Stored records
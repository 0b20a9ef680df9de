//! Application facade for tabletalk.
//!
//! Wires the dataset store, the generation backend and the ask pipeline
//! together behind the four caller-facing operations.

use std::path::{Path, PathBuf};
use std::sync::Arc;

use tracing::info;

use crate::api::{AskRequest, AskResponse, DatasetListRequest, DatasetSummary, UploadResponse};
use crate::config::Config;
use crate::error::{Result, TabletalkError};
use crate::ingest::{self, ParsedTable};
use crate::llm::{self, LlmClient, MockLlmClient};
use crate::query::{AskPipeline, QueryExecutor, QuerySynthesizer, SchemaIntrospector};
use crate::safety::QueryValidator;
use crate::store::{self, DatasetStore};

/// The tabletalk service.
///
/// Holds no per-request state; share it behind an `Arc` across tasks.
#[derive(Clone)]
pub struct Tabletalk {
    store: Arc<dyn DatasetStore>,
    introspector: SchemaIntrospector,
    pipeline: AskPipeline,
}

impl Tabletalk {
    /// Builds the service from an open store and a generation backend.
    pub fn new(store: Arc<dyn DatasetStore>, llm: Arc<dyn LlmClient>, config: &Config) -> Self {
        let backend = store.backend();
        let introspector = SchemaIntrospector::new(store.clone());
        let pipeline = AskPipeline::new(
            introspector.clone(),
            QuerySynthesizer::new(llm, backend, config.llm.timeout()),
            QueryValidator::new(backend),
            QueryExecutor::new(store.clone(), config.query.timeout())
                .with_max_rows(config.query.max_rows),
        );

        Self {
            store,
            introspector,
            pipeline,
        }
    }

    /// Opens the configured store and generation backend.
    ///
    /// `store_override` and `provider_override` come from CLI flags and win
    /// over the config file.
    pub async fn connect(
        config: &Config,
        store_override: Option<&str>,
        provider_override: Option<&str>,
    ) -> Result<Self> {
        let mut llm_config = config.llm.clone();
        if let Some(provider) = provider_override {
            llm_config.provider = provider.to_string();
        }
        let llm = llm::create_client(&llm_config)?;

        let target = config.store_target(store_override)?;
        let store = store::connect(&target).await?;
        info!("Opened {} store at {}", store.backend(), target.display_string());

        Ok(Self::new(store, llm, config))
    }

    /// Builds the service with the mock generation backend.
    pub fn with_mock_llm(store: Arc<dyn DatasetStore>, llm: MockLlmClient) -> Self {
        Self::new(store, Arc::new(llm), &Config::default())
    }

    /// Answers a question about one dataset.
    pub async fn ask(&self, request: &AskRequest) -> Result<AskResponse> {
        self.pipeline.ask(&request.dataset_id, &request.query).await
    }

    /// Lists the caller's datasets, newest first.
    pub async fn list_datasets(&self, request: &DatasetListRequest) -> Result<Vec<DatasetSummary>> {
        let records = self.store.list_datasets(&request.user_email).await?;
        Ok(records.into_iter().map(DatasetSummary::from).collect())
    }

    /// Ingests a CSV file as a new dataset owned by `user_email`.
    pub async fn upload(&self, user_email: &str, path: &Path) -> Result<UploadResponse> {
        let path: PathBuf = path.to_path_buf();
        let table = tokio::task::spawn_blocking(move || ingest::read_csv_file(&path))
            .await
            .map_err(|e| TabletalkError::internal(format!("CSV reader task failed: {e}")))??;
        self.store_parsed(user_email, table).await
    }

    /// Ingests CSV text already in memory.
    pub async fn upload_csv(
        &self,
        user_email: &str,
        dataset_name: &str,
        csv: &str,
    ) -> Result<UploadResponse> {
        let table = ingest::parse_csv(csv.as_bytes(), dataset_name)?;
        self.store_parsed(user_email, table).await
    }

    async fn store_parsed(&self, user_email: &str, table: ParsedTable) -> Result<UploadResponse> {
        let record = self.store.store_table(user_email, &table).await?;
        info!(
            "Stored dataset {} ({}) with {} rows for {}",
            record.dataset_id, record.dataset_name, record.rows, user_email
        );
        Ok(UploadResponse::from(record))
    }

    /// Returns a dataset's columns in declaration order.
    pub async fn columns(&self, dataset_id: &str) -> Result<Vec<String>> {
        Ok(self.introspector.columns(dataset_id).await?.columns)
    }

    /// Closes the store.
    pub async fn close(&self) {
        self.store.close().await;
    }
}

◆ HOW TO COMPLETE THIS TASK
Once you have read the entries, write them all out again exactly.

◆ OUTPUT OF THE EXERCISE
repository 0b20a9ef680df9de
//! Application facade for tabletalk.
//!
//! Wires the dataset store, the generation backend and the ask pipeline
//! together behind the four caller-facing operations.

use std::path::{Path, PathBuf};
use std::sync::Arc;

use tracing::info;

use crate::api::{AskRequest, AskResponse, DatasetListRequest, DatasetSummary, UploadResponse};
use crate::config::Config;
use crate::error::{Result, TabletalkError};
use crate::ingest::{self, ParsedTable};
use crate::llm::{self, LlmClient, MockLlmClient};
use crate::query::{AskPipeline, QueryExecutor, QuerySynthesizer, SchemaIntrospector};
use crate::safety::QueryValidator;
use crate::store::{self, DatasetStore};

/// The tabletalk service.
///
/// Holds no per-request state; share it behind an `Arc` across tasks.
#[derive(Clone)]
pub struct Tabletalk {
    store: Arc<dyn DatasetStore>,
    introspector: SchemaIntrospector,
    pipeline: AskPipeline,
}

impl Tabletalk {
    /// Builds the service from an open store and a generation backend.
    pub fn new(store: Arc<dyn DatasetStore>, llm: Arc<dyn LlmClient>, config: &Config) -> Self {
        let backend = store.backend();
        let introspector = SchemaIntrospector::new(store.clone());
        let pipeline = AskPipeline::new(
            introspector.clone(),
            QuerySynthesizer::new(llm, backend, config.llm.timeout()),
            QueryValidator::new(backend),
            QueryExecutor::new(store.clone(), config.query.timeout())
                .with_max_rows(config.query.max_rows),
        );

        Self {
            store,
            introspector,
            pipeline,
        }
    }

    /// Opens the configured store and generation backend.
    ///
    /// `store_override` and `provider_override` come from CLI flags and win
    /// over the config file.
    pub async fn connect(
        config: &Config,
        store_override: Option<&str>,
        provider_override: Option<&str>,
    ) -> Result<Self> {
        let mut llm_config = config.llm.clone();
        if let Some(provider) = provider_override {
            llm_config.provider = provider.to_string();
        }
        let llm = llm::create_client(&llm_config)?;

        let target = config.store_target(store_override)?;
        let store = store::connect(&target).await?;
        info!("Opened {} store at {}", store.backend(), target.display_string());

        Ok(Self::new(store, llm, config))
    }

    /// Builds the service with the mock generation backend.
    pub fn with_mock_llm(store: Arc<dyn DatasetStore>, llm: MockLlmClient) -> Self {
        Self::new(store, Arc::new(llm), &Config::default())
    }

    /// Answers a question about one dataset.
    pub async fn ask(&self, request: &AskRequest) -> Result<AskResponse> {
        self.pipeline.ask(&request.dataset_id, &request.query).await
    }

    /// Lists the caller's datasets, newest first.
    pub async fn list_datasets(&self, request: &DatasetListRequest) -> Result<Vec<DatasetSummary>> {
        let records = self.store.list_datasets(&request.user_email).await?;
        Ok(records.into_iter().map(DatasetSummary::from).collect())
    }

    /// Ingests a CSV file as a new dataset owned by `user_email`.
    pub async fn upload(&self, user_email: &str, path: &Path) -> Result<UploadResponse> {
        let path: PathBuf = path.to_path_buf();
        let table = tokio::task::spawn_blocking(move || ingest::read_csv_file(&path))
            .await
            .map_err(|e| TabletalkError::internal(format!("CSV reader task failed: {e}")))??;
        self.store_parsed(user_email, table).await
    }

    /// Ingests CSV text already in memory.
    pub async fn upload_csv(
        &self,
        user_email: &str,
        dataset_name: &str,
        csv: &str,
    ) -> Result<UploadResponse> {
        let table = ingest::parse_csv(csv.as_bytes(), dataset_name)?;
        self.store_parsed(user_email, table).await
    }

    async fn store_parsed(&self, user_email: &str, table: ParsedTable) -> Result<UploadResponse> {
        let record = self.store.store_table(user_email, &table).await?;
        info!(
            "Stored dataset {} ({}) with {} rows for {}",
            record.dataset_id, record.dataset_name, record.rows, user_email
        );
        Ok(UploadResponse::from(record))
    }

    /// Returns a dataset's columns in declaration order.
    pub async fn columns(&self, dataset_id: &str) -> Result<Vec<String>> {
        Ok(self.introspector.columns(dataset_id).await?.columns)
    }

    /// Closes the store.
    pub async fn close(&self) {
        self.store.close().await;
    }
}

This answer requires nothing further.